Versatile Lamellar Wrap-Structured PVDF/PZT/CNTs Piezoelectric Sensor for Road Traffic Information Sensing, Monitoring, and Energy Harvesting

Active monitoring and accurate sensing of road traffic information provide crucial data for road managers and traffic law enforcement. However, current sensors and monitoring systems struggle to capture comprehensive vehicle information simultaneously. In the study, a novel piezoelectric sensor using PVDF/PZT/CNTs composites was developed for actively monitoring road traffic information and explored for energy harvesting suitability. Piezoelectric composites with a lamellar wrapped structure and excellent localized conductive networks were prepared through solution blending, non-solvent-induced phase separation, and layered hot pressing.
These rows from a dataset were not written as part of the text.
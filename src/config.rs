use crate::error::{ExportError, Result};
use serde::{Deserialize, Serialize};
use std::collections::{BTreeMap, HashSet};
use std::path::{Path, PathBuf};

#[derive(Debug, Clone, Deserialize, Serialize)]
pub struct Config {
    pub fields: FieldsConfig,
    pub filter: FilterConfig,
    pub output: OutputConfig,
}

/// The field catalog plus the ordering/naming rules derived from it.
///
/// The catalog is plain configuration data: callers pass the relevant pieces
/// into the projector and column-order code explicitly instead of reading a
/// process-wide global.
#[derive(Debug, Clone, Deserialize, Serialize)]
pub struct FieldsConfig {
    /// Paths emitted first, in this order, by every tabular renderer.
    pub primary: Vec<String>,
    /// Field path -> column header remapping; unlisted paths keep the raw path.
    pub headers: BTreeMap<String, String>,
    /// Every exportable field path, grouped by category label.
    pub catalog: Vec<FieldSpec>,
}

#[derive(Debug, Clone, Deserialize, Serialize)]
pub struct FieldSpec {
    pub path: String,
    pub label: String,
    pub category: String,
    pub default: bool,
}

#[derive(Debug, Clone, Deserialize, Serialize)]
pub struct FilterConfig {
    /// Substrings whose presence anywhere in a record excludes it when
    /// personal-information filtering is enabled.
    pub personal_terms: Vec<String>,
}

#[derive(Debug, Clone, Deserialize, Serialize)]
pub struct OutputConfig {
    pub base_directory: PathBuf,
}

impl Default for Config {
    fn default() -> Self {
        Self {
            fields: FieldsConfig::default(),
            filter: FilterConfig::default(),
            output: OutputConfig::default(),
        }
    }
}

impl Default for FieldsConfig {
    fn default() -> Self {
        let spec = |path: &str, label: &str, category: &str, default: bool| FieldSpec {
            path: path.to_string(),
            label: label.to_string(),
            category: category.to_string(),
            default,
        };

        let catalog = vec![
            spec("name", "Name", "Primary Fields", true),
            spec("info.meta.description", "Description", "Primary Fields", true),
            spec("info.params.system", "System Prompt", "Primary Fields", true),
            spec("id", "Model ID", "Basic", false),
            spec("object", "Object Type", "Basic", false),
            spec("created", "Creation Timestamp", "Basic", false),
            spec("owned_by", "Owner", "Basic", false),
            spec("info.id", "Info ID", "Info", false),
            spec("info.base_model_id", "Base Model", "Info", true),
            spec("info.name", "Info Name", "Info", false),
            spec("info.is_active", "Is Active", "Info", false),
            spec("info.created_at", "Info Created At", "Info", false),
            spec("info.updated_at", "Info Updated At", "Info", false),
            spec(
                "info.meta.profile_image_url",
                "Profile Image URL",
                "Meta",
                false,
            ),
            spec(
                "info.meta.capabilities.usage",
                "Usage Capability",
                "Meta",
                false,
            ),
            spec(
                "info.meta.capabilities.vision",
                "Vision Capability",
                "Meta",
                false,
            ),
            spec(
                "info.meta.capabilities.citations",
                "Citations Capability",
                "Meta",
                false,
            ),
            spec("info.meta.tags", "Tags", "Meta", false),
            spec("preset", "Is Preset", "Other", false),
            spec("actions", "Actions", "Other", false),
        ];

        let primary = vec![
            "name".to_string(),
            "info.meta.description".to_string(),
            "info.params.system".to_string(),
        ];

        let mut headers = BTreeMap::new();
        headers.insert("name".to_string(), "name".to_string());
        headers.insert(
            "info.meta.description".to_string(),
            "description".to_string(),
        );
        headers.insert("info.params.system".to_string(), "system_prompt".to_string());

        Self {
            primary,
            headers,
            catalog,
        }
    }
}

impl Default for FilterConfig {
    fn default() -> Self {
        Self {
            personal_terms: vec![
                "Daniel".to_string(),
                "Rosehill".to_string(),
                "daniel".to_string(),
                "rosehill".to_string(),
            ],
        }
    }
}

impl Default for OutputConfig {
    fn default() -> Self {
        Self {
            base_directory: std::env::current_dir()
                .unwrap_or_else(|_| PathBuf::from("."))
                .join("exports"),
        }
    }
}

impl FieldsConfig {
    /// Paths selected by default (the catalog's default-on entries).
    pub fn default_selection(&self) -> Vec<String> {
        self.catalog
            .iter()
            .filter(|spec| spec.default)
            .map(|spec| spec.path.clone())
            .collect()
    }

    pub fn contains_path(&self, path: &str) -> bool {
        self.catalog.iter().any(|spec| spec.path == path)
    }

    pub fn categories(&self) -> Vec<&str> {
        let mut seen = Vec::new();
        for spec in &self.catalog {
            if !seen.contains(&spec.category.as_str()) {
                seen.push(spec.category.as_str());
            }
        }
        seen
    }
}

impl Config {
    pub fn new() -> Self {
        Self::default()
    }

    pub fn load_from_file<P: AsRef<Path>>(path: P) -> Result<Self> {
        let path = path.as_ref();

        if !path.exists() {
            return Err(ExportError::Config {
                message: format!("Configuration file not found: {}", path.display()),
            });
        }

        let content = std::fs::read_to_string(path).map_err(|e| ExportError::Config {
            message: format!("Failed to read config file {}: {}", path.display(), e),
        })?;

        let config: Config = toml::from_str(&content).map_err(|e| ExportError::Config {
            message: format!("Failed to parse config file {}: {}", path.display(), e),
        })?;

        Ok(config)
    }

    pub fn load_with_defaults<P: AsRef<Path>>(config_path: Option<P>) -> Result<Self> {
        match config_path {
            Some(path) => Self::load_from_file(path),
            None => {
                let default_paths = ["modelexport.toml", ".modelexport.toml"];

                for default_path in &default_paths {
                    if Path::new(default_path).exists() {
                        return Self::load_from_file(default_path);
                    }
                }

                Ok(Self::default())
            }
        }
    }

    pub fn merge_with_cli_args(&mut self, overrides: &CliOverrides) {
        if let Some(ref output_dir) = overrides.output_dir {
            self.output.base_directory = output_dir.clone();
        }

        if let Some(ref terms) = overrides.redact_terms {
            self.filter.personal_terms.extend(terms.clone());
        }
    }

    pub fn save_to_file<P: AsRef<Path>>(&self, path: P) -> Result<()> {
        let path = path.as_ref();
        let content = toml::to_string_pretty(self).map_err(|e| ExportError::Config {
            message: format!("Failed to serialize config: {}", e),
        })?;

        std::fs::write(path, content).map_err(|e| ExportError::Config {
            message: format!("Failed to write config file {}: {}", path.display(), e),
        })?;

        Ok(())
    }

    pub fn validate(&self) -> Result<()> {
        if self.fields.catalog.is_empty() {
            return Err(ExportError::Config {
                message: "The field catalog must contain at least one field".to_string(),
            });
        }

        // Catalog paths must be unique.
        let mut seen = HashSet::new();
        for spec in &self.fields.catalog {
            if !seen.insert(spec.path.as_str()) {
                return Err(ExportError::Config {
                    message: format!("Duplicate field path in catalog: {}", spec.path),
                });
            }
            if spec.path.is_empty() {
                return Err(ExportError::Config {
                    message: "Field paths must be non-empty".to_string(),
                });
            }
        }

        for primary in &self.fields.primary {
            if !self.fields.contains_path(primary) {
                return Err(ExportError::Config {
                    message: format!("Primary field is not in the catalog: {}", primary),
                });
            }
        }

        if let Some(parent) = self.output.base_directory.parent() {
            if !parent.as_os_str().is_empty() && !parent.exists() {
                return Err(ExportError::Config {
                    message: format!("Parent directory does not exist: {}", parent.display()),
                });
            }
        }

        Ok(())
    }

    pub fn create_sample_config() -> String {
        let sample_config = Self::default();
        toml::to_string_pretty(&sample_config).unwrap_or_else(|_| String::new())
    }
}

#[derive(Debug, Default)]
pub struct CliOverrides {
    pub output_dir: Option<PathBuf>,
    pub redact_terms: Option<Vec<String>>,
}

impl CliOverrides {
    pub fn new() -> Self {
        Self::default()
    }

    pub fn with_output_dir(mut self, output_dir: Option<PathBuf>) -> Self {
        self.output_dir = output_dir;
        self
    }

    pub fn with_redact_terms(mut self, terms: Option<Vec<String>>) -> Self {
        self.redact_terms = terms;
        self
    }
}
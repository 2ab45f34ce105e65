pub mod columns;
pub mod path;
pub mod project;

pub use columns::ColumnOrder;
pub use path::resolve;
pub use project::{project_record, ProjectedItem};
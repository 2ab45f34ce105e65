pub mod output;
pub mod progress;

pub use output::{OutputFormatter, OutputMode};
pub use progress::ProgressManager;
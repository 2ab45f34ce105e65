use crate::error::{ExportError, Result};
use crate::projector::resolve;
use crate::renderer::value_to_cell;
use serde_json::Value;
use std::fs::File;
use std::io::{BufWriter, Write};
use std::path::{Path, PathBuf};

const FALLBACK_NAME: &str = "Unknown Model";

/// Derive the per-record document filename from a model name: lowercased,
/// spaces and path separators replaced with `-`, everything outside
/// `[a-z0-9_-]` stripped, `.md` appended. Two records normalizing to the
/// same filename are not deduplicated; the last one written wins.
pub fn document_filename(name: &str) -> String {
    let lowered = name.to_lowercase();
    let mut slug = String::with_capacity(lowered.len());

    for ch in lowered.chars() {
        match ch {
            ' ' | '/' | '\\' => slug.push('-'),
            c if c.is_ascii_alphanumeric() || c == '-' || c == '_' => slug.push(c),
            _ => {}
        }
    }

    format!("{}.md", slug)
}

/// Write the per-record Markdown document for one surviving record.
///
/// The name, description and system prompt are resolved from the record
/// itself so the document is complete regardless of the field selection;
/// unresolved values degrade to the empty string.
pub fn write_document(record: &Value, directory: &Path) -> Result<PathBuf> {
    let name = match value_to_cell(&resolve(record, "name")) {
        text if text.is_empty() => FALLBACK_NAME.to_string(),
        text => text,
    };
    let description = value_to_cell(&resolve(record, "info.meta.description"));
    let system_prompt = value_to_cell(&resolve(record, "info.params.system"));

    let path = directory.join(document_filename(&name));
    let file = File::create(&path).map_err(ExportError::Io)?;
    let mut writer = BufWriter::new(file);

    writeln!(writer, "## {}", name)?;
    writeln!(writer)?;
    writeln!(writer, "## Description")?;
    writeln!(writer)?;
    writeln!(writer, "{}", description)?;
    writeln!(writer)?;
    writeln!(writer, "## System Prompt")?;
    writeln!(writer)?;
    writeln!(writer, "{}", system_prompt)?;

    writer.flush().map_err(ExportError::Io)?;

    Ok(path)
}

#[cfg(test)]
mod tests {
    use super::*;
    use serde_json::json;
    use std::fs;
    use tempfile::TempDir;

    #[test]
    fn test_filename_derivation() {
        assert_eq!(document_filename("GPT 4 / Test"), "gpt-4-test.md");
        assert_eq!(document_filename("Helper"), "helper.md");
        assert_eq!(document_filename("Bot (v2)!"), "bot-v2.md");
        assert_eq!(document_filename("back\\slash"), "back-slash.md");
        assert_eq!(document_filename("under_score-dash"), "under_score-dash.md");
    }

    #[test]
    fn test_document_body_sections() {
        let temp_dir = TempDir::new().unwrap();
        let record = json!({
            "name": "Helper",
            "info": {
                "meta": {"description": "A helpful bot"},
                "params": {"system": "You are helpful."}
            }
        });

        let path = write_document(&record, temp_dir.path()).unwrap();
        assert_eq!(path.file_name().unwrap(), "helper.md");

        let content = fs::read_to_string(&path).unwrap();
        assert!(content.starts_with("## Helper\n"));
        assert!(content.contains("## Description\n\nA helpful bot\n"));
        assert!(content.contains("## System Prompt\n\nYou are helpful.\n"));
    }

    #[test]
    fn test_missing_fields_degrade_to_empty() {
        let temp_dir = TempDir::new().unwrap();
        let record = json!({"name": "Bare"});

        let path = write_document(&record, temp_dir.path()).unwrap();
        let content = fs::read_to_string(&path).unwrap();
        assert!(content.contains("## Description\n\n\n"));
        assert!(content.contains("## System Prompt\n\n\n"));
    }

    #[test]
    fn test_nameless_record_uses_fallback() {
        let temp_dir = TempDir::new().unwrap();
        let record = json!({"id": "abc"});

        let path = write_document(&record, temp_dir.path()).unwrap();
        assert_eq!(path.file_name().unwrap(), "unknown-model.md");

        let content = fs::read_to_string(&path).unwrap();
        assert!(content.starts_with("## Unknown Model\n"));
    }

    #[test]
    fn test_colliding_names_last_write_wins() {
        let temp_dir = TempDir::new().unwrap();
        write_document(&json!({"name": "Same Name", "id": "1"}), temp_dir.path()).unwrap();
        write_document(
            &json!({"name": "same/name", "info": {"meta": {"description": "second"}}}),
            temp_dir.path(),
        )
        .unwrap();

        let entries: Vec<_> = fs::read_dir(temp_dir.path()).unwrap().collect();
        assert_eq!(entries.len(), 1);

        let content = fs::read_to_string(temp_dir.path().join("same-name.md")).unwrap();
        assert!(content.contains("second"));
    }
}
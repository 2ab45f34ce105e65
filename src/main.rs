use clap::Parser;
use modelexport::{Cli, ExportError, ModelExport, OutputFormatter, OutputMode, UserFriendlyError};
use std::process;

fn main() {
    let exit_code = run();
    process::exit(exit_code);
}

fn run() -> i32 {
    // Parse CLI arguments
    let cli = Cli::parse();

    // Handle special commands first
    if cli.generate_config {
        return handle_generate_config(&cli);
    }

    // Create ModelExport instance
    let app = match ModelExport::from_cli(&cli) {
        Ok(app) => app,
        Err(e) => {
            print_startup_error(&e);
            return exit_code_for(&e);
        }
    };

    if cli.list_fields {
        return handle_list_fields(&app);
    }

    if cli.dry_run {
        return handle_dry_run(&cli, &app);
    }

    let request = match cli.build_request(app.config()) {
        Some(request) => request,
        None => {
            app.output_formatter().error("No input file provided");
            return 1;
        }
    };

    match app.run_export(&request) {
        Ok(_manifest) => 0,
        Err(e) => {
            app.handle_error(&e);
            exit_code_for(&e)
        }
    }
}

fn exit_code_for(error: &ExportError) -> i32 {
    match error {
        ExportError::InputFormat { .. } => 2,
        ExportError::Selection { .. } => 3,
        ExportError::Config { .. } => 4,
        ExportError::Io(_) => 5,
        ExportError::Render { .. } => 6,
        ExportError::Permission { .. } => 7,
    }
}

fn handle_generate_config(cli: &Cli) -> i32 {
    let config_path = cli
        .config
        .as_ref()
        .map(|p| p.to_string_lossy().to_string())
        .unwrap_or_else(|| "modelexport.toml".to_string());

    match ModelExport::generate_sample_config(&config_path) {
        Ok(()) => {
            println!("Generated sample configuration file: {}", config_path);
            println!("\nTo use this configuration:");
            println!("  modelexport <input.json> --config {}", config_path);
            println!("\nEdit the file to customize fields, filter terms and output location.");
            0
        }
        Err(e) => {
            eprintln!(
                "Failed to generate configuration file: {}",
                e.user_message()
            );
            if let Some(suggestion) = e.suggestion() {
                eprintln!("Suggestion: {}", suggestion);
            }
            1
        }
    }
}

fn handle_list_fields(app: &ModelExport) -> i32 {
    let fields = &app.config().fields;

    println!("Available fields (* = exported by default):\n");
    for category in fields.categories() {
        println!("{}:", category);
        for spec in fields.catalog.iter().filter(|s| s.category == category) {
            let marker = if spec.default { "*" } else { " " };
            println!("  {} {:<35} {}", marker, spec.path, spec.label);
        }
        println!();
    }

    0
}

fn handle_dry_run(cli: &Cli, app: &ModelExport) -> i32 {
    let formatter = app.output_formatter();

    formatter.info("DRY RUN MODE - No files will be written");
    formatter.print_separator();

    let input = match &cli.input {
        Some(input) => input,
        None => {
            formatter.error("No input file provided");
            return 1;
        }
    };

    if input.is_file() {
        formatter.success(&format!("Input file exists: {}", input.display()));
    } else {
        formatter.error(&format!("Input file not found: {}", input.display()));
        return 1;
    }

    let config = app.config();
    let selection = cli.selection(config);

    formatter.info("Export plan:");
    println!("  Fields:           {}", selection.join(", "));
    println!(
        "  Formats:          {}",
        cli.format
            .to_formats()
            .iter()
            .map(|f| f.name())
            .collect::<Vec<_>>()
            .join(", ")
    );
    println!("  Personal filter:  {}", !cli.no_filter);
    if !cli.no_filter {
        println!(
            "  Filter terms:     {}",
            config.filter.personal_terms.join(", ")
        );
    }
    println!(
        "  Base directory:   {}",
        config.output.base_directory.display()
    );

    formatter.print_separator();
    formatter.success("Dry run completed successfully");
    formatter.info("Run without --dry-run to perform the export");

    0
}

fn print_startup_error(error: &ExportError) {
    // Basic formatter for errors raised before the app exists
    let formatter = OutputFormatter::new(OutputMode::Human, 0, false);
    formatter.print_user_friendly_error(error);
}
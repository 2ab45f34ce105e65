use serde_json::Value;

/// Whole-record personal-information predicate.
///
/// Visits every string leaf of the record (maps by value, sequences by
/// element) and returns true on the first case-sensitive substring match of
/// any term. Non-string scalars are ignored. A match anywhere excludes the
/// entire record, not just the matching field.
pub fn contains_match(record: &Value, terms: &[String]) -> bool {
    if terms.is_empty() {
        return false;
    }

    match record {
        Value::String(text) => terms.iter().any(|term| text.contains(term.as_str())),
        Value::Object(map) => map.values().any(|value| contains_match(value, terms)),
        Value::Array(items) => items.iter().any(|item| contains_match(item, terms)),
        _ => false,
    }
}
The results revealed that this structural design improves the proportions, crystallinity, and content of the β-phase crystals in the composites, while significantly enhancing their piezoelectric properties, dielectric properties, and electronegativity. When the content of CNTs was 3.0 wt%, the proportion and content of β-phase crystals in the composites reached the highest values (91.36 % and 62.34 %), respectively. Additionally, the open-circuit voltage (Voc) and the short-circuit current (Isc) were 3.36 and 6.16 times higher, respectively, than those of the undoped CNTs composites. The developed piezoelectric sensor shows a wide pressure monitoring range (0.1 MPa–2.1 MPa), excellent sensitivity (6.94 MPa−1 at (<0.6 MPa) and 12.35 MPa−1 at (0.6–2.1 MPa)). As a vehicle non-stop weighing sensor, it presents extremely fast response (15 ms) and recovery (16 ms) speeds with long-term stability of 500,000 cycles. The most important feature of the developed piezoelectric sensor is its dual function as both a sensor and an energy harvester. Furthermore, the developed piezoelectric sensor can actively monitor vehicle axle weight, speed, and wheelbase while capturing energy from vehicle movement. This work opens up innovative solutions for road traffic monitoring and vehicle movement energy harvesting, with promising applications in intelligent transportation.